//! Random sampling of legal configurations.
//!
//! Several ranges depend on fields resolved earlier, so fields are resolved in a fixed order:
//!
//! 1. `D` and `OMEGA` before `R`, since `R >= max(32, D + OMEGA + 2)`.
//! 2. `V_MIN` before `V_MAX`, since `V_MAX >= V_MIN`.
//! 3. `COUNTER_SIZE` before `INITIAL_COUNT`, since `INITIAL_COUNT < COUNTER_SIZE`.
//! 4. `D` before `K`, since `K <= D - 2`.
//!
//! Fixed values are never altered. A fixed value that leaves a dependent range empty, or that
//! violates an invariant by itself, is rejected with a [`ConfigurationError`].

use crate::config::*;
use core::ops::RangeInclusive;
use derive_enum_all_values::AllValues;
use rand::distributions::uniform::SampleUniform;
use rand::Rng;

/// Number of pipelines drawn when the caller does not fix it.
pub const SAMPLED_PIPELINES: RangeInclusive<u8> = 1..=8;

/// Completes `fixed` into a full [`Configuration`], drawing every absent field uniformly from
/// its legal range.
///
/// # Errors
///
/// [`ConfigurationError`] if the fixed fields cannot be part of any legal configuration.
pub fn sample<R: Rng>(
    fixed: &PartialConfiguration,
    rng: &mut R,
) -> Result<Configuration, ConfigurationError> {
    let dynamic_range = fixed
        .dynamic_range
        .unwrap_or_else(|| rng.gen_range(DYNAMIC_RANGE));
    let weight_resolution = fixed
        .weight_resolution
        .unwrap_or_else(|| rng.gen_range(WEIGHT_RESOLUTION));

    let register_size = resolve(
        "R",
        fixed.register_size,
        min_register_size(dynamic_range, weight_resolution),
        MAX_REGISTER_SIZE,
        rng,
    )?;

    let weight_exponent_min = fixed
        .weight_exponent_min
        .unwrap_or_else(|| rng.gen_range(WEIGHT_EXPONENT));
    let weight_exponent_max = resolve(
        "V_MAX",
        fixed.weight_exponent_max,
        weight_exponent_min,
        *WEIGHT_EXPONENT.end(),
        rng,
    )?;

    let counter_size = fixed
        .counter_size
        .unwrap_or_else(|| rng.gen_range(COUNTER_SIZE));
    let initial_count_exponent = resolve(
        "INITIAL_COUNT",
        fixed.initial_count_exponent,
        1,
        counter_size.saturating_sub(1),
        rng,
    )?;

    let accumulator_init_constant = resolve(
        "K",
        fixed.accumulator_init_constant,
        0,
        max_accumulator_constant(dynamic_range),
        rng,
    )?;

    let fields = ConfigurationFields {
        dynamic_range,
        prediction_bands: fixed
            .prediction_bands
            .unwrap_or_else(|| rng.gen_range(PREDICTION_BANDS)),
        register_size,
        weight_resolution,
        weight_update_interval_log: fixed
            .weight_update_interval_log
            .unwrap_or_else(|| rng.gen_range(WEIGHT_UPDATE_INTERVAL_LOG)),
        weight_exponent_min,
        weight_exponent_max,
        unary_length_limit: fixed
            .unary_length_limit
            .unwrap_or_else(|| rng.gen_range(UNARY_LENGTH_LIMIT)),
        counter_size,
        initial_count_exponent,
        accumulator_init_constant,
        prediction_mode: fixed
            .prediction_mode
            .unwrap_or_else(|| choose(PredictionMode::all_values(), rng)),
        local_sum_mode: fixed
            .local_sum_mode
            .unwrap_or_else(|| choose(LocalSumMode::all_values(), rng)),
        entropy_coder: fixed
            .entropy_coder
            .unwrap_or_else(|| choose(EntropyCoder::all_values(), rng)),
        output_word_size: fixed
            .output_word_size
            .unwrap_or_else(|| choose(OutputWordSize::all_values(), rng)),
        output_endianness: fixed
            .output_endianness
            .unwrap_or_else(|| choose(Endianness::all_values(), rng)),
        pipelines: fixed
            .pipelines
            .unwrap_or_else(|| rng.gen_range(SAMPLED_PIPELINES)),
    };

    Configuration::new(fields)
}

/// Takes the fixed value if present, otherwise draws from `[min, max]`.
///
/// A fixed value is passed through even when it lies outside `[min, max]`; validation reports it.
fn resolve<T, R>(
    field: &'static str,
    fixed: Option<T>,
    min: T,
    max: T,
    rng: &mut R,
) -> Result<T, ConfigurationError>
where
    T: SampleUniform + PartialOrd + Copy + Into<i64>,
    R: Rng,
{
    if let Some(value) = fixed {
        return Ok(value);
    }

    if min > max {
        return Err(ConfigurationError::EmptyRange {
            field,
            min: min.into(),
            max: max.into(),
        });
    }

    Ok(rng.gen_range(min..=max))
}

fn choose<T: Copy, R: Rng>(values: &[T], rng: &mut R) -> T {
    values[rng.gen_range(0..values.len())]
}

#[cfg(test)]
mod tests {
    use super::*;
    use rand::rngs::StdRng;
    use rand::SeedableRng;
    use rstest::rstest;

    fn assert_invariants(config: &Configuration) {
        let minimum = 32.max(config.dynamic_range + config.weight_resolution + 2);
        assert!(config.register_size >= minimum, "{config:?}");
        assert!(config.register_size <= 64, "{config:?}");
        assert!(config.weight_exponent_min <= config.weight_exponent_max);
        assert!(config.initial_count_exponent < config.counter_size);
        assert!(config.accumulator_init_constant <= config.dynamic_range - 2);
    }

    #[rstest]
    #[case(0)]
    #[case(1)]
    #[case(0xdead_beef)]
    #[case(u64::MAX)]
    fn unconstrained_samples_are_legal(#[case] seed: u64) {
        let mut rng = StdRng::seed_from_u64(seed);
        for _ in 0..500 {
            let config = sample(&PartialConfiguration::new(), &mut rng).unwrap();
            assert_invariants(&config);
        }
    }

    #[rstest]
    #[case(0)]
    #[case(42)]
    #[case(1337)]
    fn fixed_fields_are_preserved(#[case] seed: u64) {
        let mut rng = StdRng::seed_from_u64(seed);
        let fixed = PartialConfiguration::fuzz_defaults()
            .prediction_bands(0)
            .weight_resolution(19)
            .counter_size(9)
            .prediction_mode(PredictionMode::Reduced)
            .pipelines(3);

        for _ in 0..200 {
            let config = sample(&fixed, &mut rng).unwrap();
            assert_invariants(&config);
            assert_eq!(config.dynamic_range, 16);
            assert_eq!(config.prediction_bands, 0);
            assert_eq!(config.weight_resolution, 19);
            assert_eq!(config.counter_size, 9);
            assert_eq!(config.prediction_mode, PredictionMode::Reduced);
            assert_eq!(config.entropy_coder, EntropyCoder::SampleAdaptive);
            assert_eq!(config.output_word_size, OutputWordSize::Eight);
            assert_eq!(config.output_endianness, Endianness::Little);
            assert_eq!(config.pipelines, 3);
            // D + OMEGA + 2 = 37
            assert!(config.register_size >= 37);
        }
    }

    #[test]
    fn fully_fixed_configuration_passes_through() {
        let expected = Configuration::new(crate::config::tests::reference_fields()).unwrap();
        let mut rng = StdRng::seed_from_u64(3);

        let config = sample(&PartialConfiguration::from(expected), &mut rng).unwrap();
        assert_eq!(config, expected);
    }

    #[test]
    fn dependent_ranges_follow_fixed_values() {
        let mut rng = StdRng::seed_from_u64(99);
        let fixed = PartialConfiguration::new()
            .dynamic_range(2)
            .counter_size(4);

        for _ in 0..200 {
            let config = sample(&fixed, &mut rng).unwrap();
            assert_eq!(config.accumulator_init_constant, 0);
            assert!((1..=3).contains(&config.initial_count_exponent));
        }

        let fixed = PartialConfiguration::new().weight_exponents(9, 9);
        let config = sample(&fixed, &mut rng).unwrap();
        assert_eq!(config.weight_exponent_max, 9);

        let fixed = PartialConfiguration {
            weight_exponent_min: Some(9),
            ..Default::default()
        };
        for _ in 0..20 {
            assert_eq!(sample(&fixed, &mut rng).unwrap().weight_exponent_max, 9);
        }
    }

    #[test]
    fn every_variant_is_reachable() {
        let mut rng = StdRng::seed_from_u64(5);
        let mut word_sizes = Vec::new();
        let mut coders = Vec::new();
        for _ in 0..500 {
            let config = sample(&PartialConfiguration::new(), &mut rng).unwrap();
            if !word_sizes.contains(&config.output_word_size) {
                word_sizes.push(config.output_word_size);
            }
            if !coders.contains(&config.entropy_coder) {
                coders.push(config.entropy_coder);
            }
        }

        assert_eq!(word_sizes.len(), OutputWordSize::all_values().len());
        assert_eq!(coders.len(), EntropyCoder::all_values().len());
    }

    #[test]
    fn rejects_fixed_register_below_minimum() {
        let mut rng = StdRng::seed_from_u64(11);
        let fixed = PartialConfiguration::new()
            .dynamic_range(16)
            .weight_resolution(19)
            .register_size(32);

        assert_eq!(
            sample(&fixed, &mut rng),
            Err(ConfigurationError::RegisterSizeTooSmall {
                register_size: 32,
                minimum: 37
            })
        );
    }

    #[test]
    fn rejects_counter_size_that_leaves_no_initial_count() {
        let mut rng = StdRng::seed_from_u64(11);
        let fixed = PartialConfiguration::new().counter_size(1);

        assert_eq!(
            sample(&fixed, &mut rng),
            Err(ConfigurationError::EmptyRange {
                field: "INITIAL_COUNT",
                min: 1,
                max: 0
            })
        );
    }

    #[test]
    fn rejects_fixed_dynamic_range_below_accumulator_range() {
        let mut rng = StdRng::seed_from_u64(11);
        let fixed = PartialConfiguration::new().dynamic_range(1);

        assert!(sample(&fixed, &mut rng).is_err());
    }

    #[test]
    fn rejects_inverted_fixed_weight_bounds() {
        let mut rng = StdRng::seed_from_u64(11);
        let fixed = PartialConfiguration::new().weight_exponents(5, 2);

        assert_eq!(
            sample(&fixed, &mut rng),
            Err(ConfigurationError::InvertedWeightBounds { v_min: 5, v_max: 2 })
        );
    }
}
※ ※ ※
Copy out each line from the preceding entries that mentions the word "case".

• **Finished exercise**
    #[case(0)]
    #[case(1)]
    #[case(0xdead_beef)]
    #[case(u64::MAX)]
    fn unconstrained_samples_are_legal(#[case] seed: u64) {
    #[case(0)]
    #[case(42)]
    #[case(1337)]
    fn fixed_fields_are_preserved(#[case] seed: u64) {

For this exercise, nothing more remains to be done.